Services de coaching entre pairs dans le domaine de la nutrition et de la remise en forme et dans l’ensemble de la santé et du bien-être; Services de coaching personnel dans le domaine de la nutrition et de la remise en forme; Services de coaching dans le domaine de la nutrition et de la remise en forme et dans l’ensemble de la santé et du bien-être pour les professionnels de la remise en forme; Services de coaching de groupe dans le domaine de la nutrition et de la remise en forme et de l’ensemble de la santé et du bien-être; tous les services précités ne relevant pas du domaine de la nutrition parentérale;
Classe 42 — Fourniture de logiciels en tant que service dans le domaine de la nutrition, à l’exception de la nutrition parentérale et du coaching de mode de vie;
Classe 44 — Services de conseils dans le domaine de la nutrition; Services de conseils en matière de nutrition; fourniture de conseils diététiques et nutritionnels; services de conseils professionnels dans le domaine de la nutrition; services de conseils en matière de nutrition; fourniture d’informations nutritionnelles sur les aliments; fourniture d’informations en matière de nutrition; tous les services précités ne relèvent pas du domaine de la nutrition parentérale.
Services antérieurs
Classe 41 — Services éducatifs, à savoir cours, séminaires, conférences et ateliers dans le domaine de la nutrition parentérale; services de formation dans le domaine de la nutrition parentérale;
Classe 44 — Services médicaux, à savoir informations et conseils dans le domaine de la nutrition parentérale; services de soins de santé,
à savoir informations et conseils dans le domaine de la nutrition parentérale; fourniture d’informations médicales à des fins de traitement médical clinique dans le domaine de la nutrition parentérale; fourniture d’informations et de conseils dans le domaine de la nutrition parentérale pour les patients.
17
24 La nutrition parentérale (à laquelle les services antérieurs se rapportent explicitement et auxquels les produits et services contestés ne se rapportent explicitement pas) est l’alimentation de produits nutritionnels à une personne intraveineuse.

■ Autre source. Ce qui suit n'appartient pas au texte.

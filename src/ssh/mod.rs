//! SSH module - sessions and exec channels
//!
//! This module provides the transport half of execfs using the russh library.
//!
//! # Features
//! - Password and key authentication
//! - Host key verification via ~/.ssh/known_hosts
//! - One connection per [`Session`], one short-lived channel per command
//! - Per-command deadline with guaranteed channel release

mod client;
mod config;
mod error;
pub mod exec;
mod handle_owner;
mod session;
pub mod transport;

#[cfg(test)]
pub(crate) mod mock;
#[cfg(test)]
mod test_server;

pub use client::{ClientHandler, SshClient};
pub use config::{AuthMethod, SshConfig};
pub use error::{ConnectError, ExecError, SshError};
pub use exec::{execute, execute_with_timeout, CommandResult};
pub use handle_owner::{spawn_handle_owner_task, HandleCommand, HandleController, PingResult};
pub use session::{ConnectionState, Session};
pub use transport::{ChannelEvent, ExecChannel, Transport};

/// Open a `Connected` session to `host` as `user`.
///
/// Shorthand for [`Session::connect`] with default port and timeouts.
pub async fn connect(
    host: impl Into<String>,
    user: impl Into<String>,
    credential: AuthMethod,
) -> Result<Session, ConnectError> {
    Session::connect(SshConfig::new(host, user, credential)).await
}
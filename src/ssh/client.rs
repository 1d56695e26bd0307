//! SSH Client implementation using russh

use std::net::ToSocketAddrs;
use std::path::PathBuf;
use std::sync::Arc;
use std::time::Duration;

use russh::keys::key::PrivateKeyWithHashAlg;
use russh::keys::PublicKey;
use russh::*;
use tracing::{debug, info, warn};

use super::config::{AuthMethod, SshConfig};
use super::error::SshError;
use super::handle_owner::{spawn_handle_owner_task, HandleController};

/// Establishes one authenticated connection and hands it to a handle owner task
pub struct SshClient {
    config: SshConfig,
}

impl SshClient {
    pub fn new(config: SshConfig) -> Self {
        Self { config }
    }

    /// Connect, authenticate and spawn the owner task for the new handle.
    pub async fn connect(self, session_id: &str) -> Result<HandleController, SshError> {
        let addr = format!("{}:{}", self.config.host, self.config.port);

        info!("Connecting to SSH server at {} (session {})", addr, session_id);

        let socket_addr = addr
            .to_socket_addrs()
            .map_err(|e| SshError::ConnectionFailed(format!("Failed to resolve address: {}", e)))?
            .next()
            .ok_or_else(|| SshError::ConnectionFailed("No address found".to_string()))?;

        let ssh_config = client::Config {
            inactivity_timeout: None,
            keepalive_interval: Some(Duration::from_secs(30)),
            keepalive_max: 3,
            ..Default::default()
        };

        let handler = ClientHandler::new(
            self.config.host.clone(),
            self.config.port,
            self.config.strict_host_key_checking,
        )
        .with_known_hosts_file(self.config.known_hosts_file.clone());

        let mut handle = tokio::time::timeout(
            self.config.connect_timeout(),
            client::connect(Arc::new(ssh_config), socket_addr, handler),
        )
        .await
        .map_err(|_| SshError::Timeout("Connection timed out".to_string()))?
        .map_err(|e| match e {
            rejected @ SshError::HostKeyRejected(_) => rejected,
            other => SshError::ConnectionFailed(other.to_string()),
        })?;

        debug!("SSH handshake completed");

        let authenticated = match &self.config.auth {
            AuthMethod::Password { password } => handle
                .authenticate_password(&self.config.username, password)
                .await
                .map_err(|e| SshError::AuthenticationFailed(e.to_string()))?,
            AuthMethod::Key {
                key_path,
                passphrase,
            } => {
                let key = russh::keys::load_secret_key(expand_home(key_path), passphrase.as_deref())
                    .map_err(|e| SshError::KeyError(format!("{}: {}", key_path, e)))?;

                let key_with_hash = PrivateKeyWithHashAlg::new(Arc::new(key), None);

                handle
                    .authenticate_publickey(&self.config.username, key_with_hash)
                    .await
                    .map_err(|e| SshError::AuthenticationFailed(e.to_string()))?
            }
        };

        if !authenticated.success() {
            return Err(SshError::AuthenticationFailed(
                "Authentication rejected by server".to_string(),
            ));
        }

        info!(
            "SSH authentication successful for {}@{}",
            self.config.username, self.config.host
        );

        Ok(spawn_handle_owner_task(handle, session_id.to_string()))
    }
}

/// `~/` in key paths refers to the local home directory
fn expand_home(path: &str) -> PathBuf {
    match (path.strip_prefix("~/"), dirs::home_dir()) {
        (Some(rest), Some(home)) => home.join(rest),
        _ => PathBuf::from(path),
    }
}

/// Client handler for russh callbacks
///
/// Verifies the server host key against `~/.ssh/known_hosts`, or the file
/// set with [`ClientHandler::with_known_hosts_file`].
pub struct ClientHandler {
    host: String,
    port: u16,
    /// - true: reject unknown keys
    /// - false: learn unknown keys
    ///
    /// Changed keys are rejected either way.
    strict: bool,
    known_hosts: Option<PathBuf>,
}

impl ClientHandler {
    pub fn new(host: String, port: u16, strict: bool) -> Self {
        Self {
            host,
            port,
            strict,
            known_hosts: None,
        }
    }

    pub fn with_known_hosts_file(mut self, path: Option<PathBuf>) -> Self {
        self.known_hosts = path;
        self
    }

    fn check_known(&self, key: &PublicKey) -> Result<bool, russh::keys::Error> {
        match &self.known_hosts {
            Some(path) => russh::keys::check_known_hosts_path(&self.host, self.port, key, path),
            None => russh::keys::check_known_hosts(&self.host, self.port, key),
        }
    }

    fn learn(&self, key: &PublicKey) -> Result<(), russh::keys::Error> {
        match &self.known_hosts {
            Some(path) => {
                russh::keys::known_hosts::learn_known_hosts_path(&self.host, self.port, key, path)
            }
            None => russh::keys::known_hosts::learn_known_hosts(&self.host, self.port, key),
        }
    }
}

impl client::Handler for ClientHandler {
    type Error = SshError;

    async fn check_server_key(&mut self, server_public_key: &PublicKey) -> Result<bool, Self::Error> {
        match self.check_known(server_public_key) {
            Ok(true) => {
                info!("Host key verified for {}:{}", self.host, self.port);
                Ok(true)
            }
            Ok(false) if self.strict => {
                warn!(
                    "Unknown host key for {}:{}. Strict mode enabled, rejecting.",
                    self.host, self.port
                );
                Err(SshError::HostKeyRejected(format!(
                    "unknown host {}:{}; add it to known_hosts or disable strict mode",
                    self.host, self.port
                )))
            }
            Ok(false) => {
                info!("New host {}:{}, adding to known_hosts", self.host, self.port);
                if let Err(e) = self.learn(server_public_key) {
                    warn!("Failed to save host key: {}", e);
                }
                Ok(true)
            }
            Err(russh::keys::Error::KeyChanged { line }) => {
                warn!(
                    "HOST KEY CHANGED for {}:{} (known_hosts line {})",
                    self.host, self.port, line
                );
                Err(SshError::HostKeyRejected(format!(
                    "key for {}:{} has changed (known_hosts line {})",
                    self.host, self.port, line
                )))
            }
            Err(e) if self.strict => Err(SshError::HostKeyRejected(e.to_string())),
            Err(e) => {
                // Unreadable known_hosts is not fatal outside strict mode
                warn!("Could not check known_hosts: {}", e);
                Ok(true)
            }
        }
    }
}
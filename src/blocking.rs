//! Blocking wrapper around [`RemoteBrowser`]
//!
//! For callers without an async runtime. The wrapper owns a small
//! multi-threaded runtime, which keeps the connection's background task
//! alive between calls. Do not use it from inside another tokio runtime.

use std::path::Path;

use tracing::debug;

use crate::browser::{BrowserError, RemoteBrowser};
use crate::config::BrowserSettings;
use crate::navigation::NavigationHistory;
use crate::quick_actions::{QuickAction, QuickActionRegistry};
use crate::remote_fs::RemoteEntry;
use crate::ssh::{CommandResult, Session, SshConfig};

const WORKER_THREADS: usize = 2;

pub struct BlockingBrowser {
    inner: RemoteBrowser,
    runtime: tokio::runtime::Runtime,
}

fn build_runtime() -> Result<tokio::runtime::Runtime, BrowserError> {
    tokio::runtime::Builder::new_multi_thread()
        .worker_threads(WORKER_THREADS)
        .thread_name("execfs-worker")
        .enable_all()
        .build()
        .map_err(BrowserError::Runtime)
}

impl BlockingBrowser {
    /// Connect and list the configured root.
    pub fn connect(config: SshConfig, settings: BrowserSettings) -> Result<Self, BrowserError> {
        let runtime = build_runtime()?;
        let inner = runtime.block_on(RemoteBrowser::connect(config, settings))?;
        Ok(Self { inner, runtime })
    }

    /// Wrap an already-open session.
    pub fn with_session(session: Session, settings: BrowserSettings) -> Result<Self, BrowserError> {
        Ok(Self {
            inner: RemoteBrowser::with_session(session, settings),
            runtime: build_runtime()?,
        })
    }

    pub fn with_quick_actions<'a>(
        mut self,
        actions: impl IntoIterator<Item = &'a QuickAction>,
    ) -> Self {
        self.inner
            .set_quick_actions(QuickActionRegistry::from_actions(actions));
        self
    }

    pub fn disconnect(&mut self) {
        self.runtime.block_on(self.inner.disconnect());
    }

    pub fn session(&self) -> &Session {
        self.inner.session()
    }

    pub fn current_path(&self) -> &str {
        self.inner.current_path()
    }

    pub fn entries(&self) -> &[RemoteEntry] {
        self.inner.entries()
    }

    pub fn history(&self) -> &NavigationHistory {
        self.inner.history()
    }

    pub fn quick_actions(&self) -> &QuickActionRegistry {
        self.inner.quick_actions()
    }

    pub fn set_show_hidden(&mut self, show_hidden: bool) {
        self.inner.set_show_hidden(show_hidden);
    }

    pub fn list_directory(&self, path: &str) -> Result<Vec<RemoteEntry>, BrowserError> {
        self.runtime.block_on(self.inner.list_directory(path))
    }

    pub fn open_directory(&mut self, path: &str) -> Result<Vec<RemoteEntry>, BrowserError> {
        self.runtime.block_on(self.inner.open_directory(path)).map(<[_]>::to_vec)
    }

    pub fn refresh(&mut self) -> Result<Vec<RemoteEntry>, BrowserError> {
        self.runtime.block_on(self.inner.refresh()).map(<[_]>::to_vec)
    }

    pub fn enter(&mut self, entry: &RemoteEntry) -> Result<Vec<RemoteEntry>, BrowserError> {
        self.runtime.block_on(self.inner.enter(entry)).map(<[_]>::to_vec)
    }

    pub fn go_up(&mut self) -> Result<Vec<RemoteEntry>, BrowserError> {
        self.runtime.block_on(self.inner.go_up()).map(<[_]>::to_vec)
    }

    pub fn back(&mut self) -> Result<Vec<RemoteEntry>, BrowserError> {
        self.runtime.block_on(self.inner.back()).map(<[_]>::to_vec)
    }

    pub fn forward(&mut self) -> Result<Vec<RemoteEntry>, BrowserError> {
        self.runtime.block_on(self.inner.forward()).map(<[_]>::to_vec)
    }

    pub fn search(&self, term: &str) -> Vec<RemoteEntry> {
        self.inner.search(term).into_iter().cloned().collect()
    }

    pub fn fetch_file(&self, path: &str) -> Result<Vec<u8>, BrowserError> {
        self.runtime.block_on(self.inner.fetch_file(path))
    }

    pub fn upload_file(&self, bytes: &[u8], remote_path: &str) -> Result<(), BrowserError> {
        self.runtime.block_on(self.inner.upload_file(bytes, remote_path))
    }

    pub fn upload_local_file(
        &mut self,
        local_path: &Path,
        remote_dir: &str,
    ) -> Result<String, BrowserError> {
        self.runtime
            .block_on(self.inner.upload_local_file(local_path, remote_dir))
    }

    pub fn rename_file(&mut self, old_path: &str, new_path: &str) -> Result<(), BrowserError> {
        self.runtime.block_on(self.inner.rename_file(old_path, new_path))
    }

    pub fn rename_entry(&mut self, entry: &RemoteEntry, new_name: &str) -> Result<String, BrowserError> {
        self.runtime.block_on(self.inner.rename_entry(entry, new_name))
    }

    pub fn run_command(&self, command: &str) -> Result<CommandResult, BrowserError> {
        self.runtime.block_on(self.inner.run_command(command))
    }

    pub fn register_quick_action(&mut self, name: &str, command: &str) -> Result<(), BrowserError> {
        self.inner.register_quick_action(name, command)
    }

    pub fn remove_quick_action(&mut self, name: &str) {
        self.inner.remove_quick_action(name);
    }

    pub fn invoke_quick_action(&self, name: &str) -> Result<CommandResult, BrowserError> {
        self.runtime.block_on(self.inner.invoke_quick_action(name))
    }
}

impl Drop for BlockingBrowser {
    fn drop(&mut self) {
        // block_on panics inside another runtime; the session's own drop
        // still releases the connection there
        if tokio::runtime::Handle::try_current().is_ok() {
            return;
        }
        if self.inner.session().is_connected() {
            debug!("Disconnecting blocking browser on drop");
            self.runtime.block_on(self.inner.disconnect());
        }
    }
}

L’administration intraveineuse de la nutrition, qui peut inclure des protéines, des glucides, des graisses, des minéraux et des électrolytes, des vitamines et d’autres oligo-éléments, est destinée aux patients qui ne peuvent manger ou absorber suffisamment d’aliments par le biais de la préparation d’aliments par tubes ou par voie orale pour conserver un bon état nutritionnel. La nutrition parentérale pourrait être totale et partielle. La nutrition parentérale est partielle lorsque la nutrition est également partiellement entérale (la nutrition entérale étant une forme de nutrition qui est fournie dans le système digestif sous la forme liquide de boissons nutritionnelles ou de formules alimentaires ou par alimentation des tubes) ou d’autres options nutritionnelles, généralement un régime alimentaire partiellement normal, sont appliquées. Par conséquent, différentes méthodes de soutien nutritionnel, y compris la nutrition parentérale, peuvent être utilisées conjointement de manière complémentaire en fonction des besoins nutritionnels spécifiques et de l’état de santé de l’utilisateur final. Comme l’a expliqué l’opposante en référence aux éléments de preuve qu’elle a produits, la thérapie nutritionnelle est fournie par des dietitiens enregistrés et d’autres prestataires de soins de santé afin de maintenir ou de rétablir un statut nutritionnel optimal et une santé optimale; il englobe la fourniture de nutriments parentéraux, oraux ou parentéraux ayant une intention thérapeutique. Il peut être nécessaire pendant une courte ou longue période et est administré dans divers contextes de soins de santé ou à domicile. La nutrition parentérale est totale lorsqu’il s’agit de la seule source de nutrition que le patient reçoit et en partie lorsque la personne qui reçoit la nutrition l’utilise comme complément tout en manquant également. La nutrition orale, entérale et parentérale est utilisée uniquement dans la thérapie du soutien nutritionnel ou en combinaison les unes avec les autres.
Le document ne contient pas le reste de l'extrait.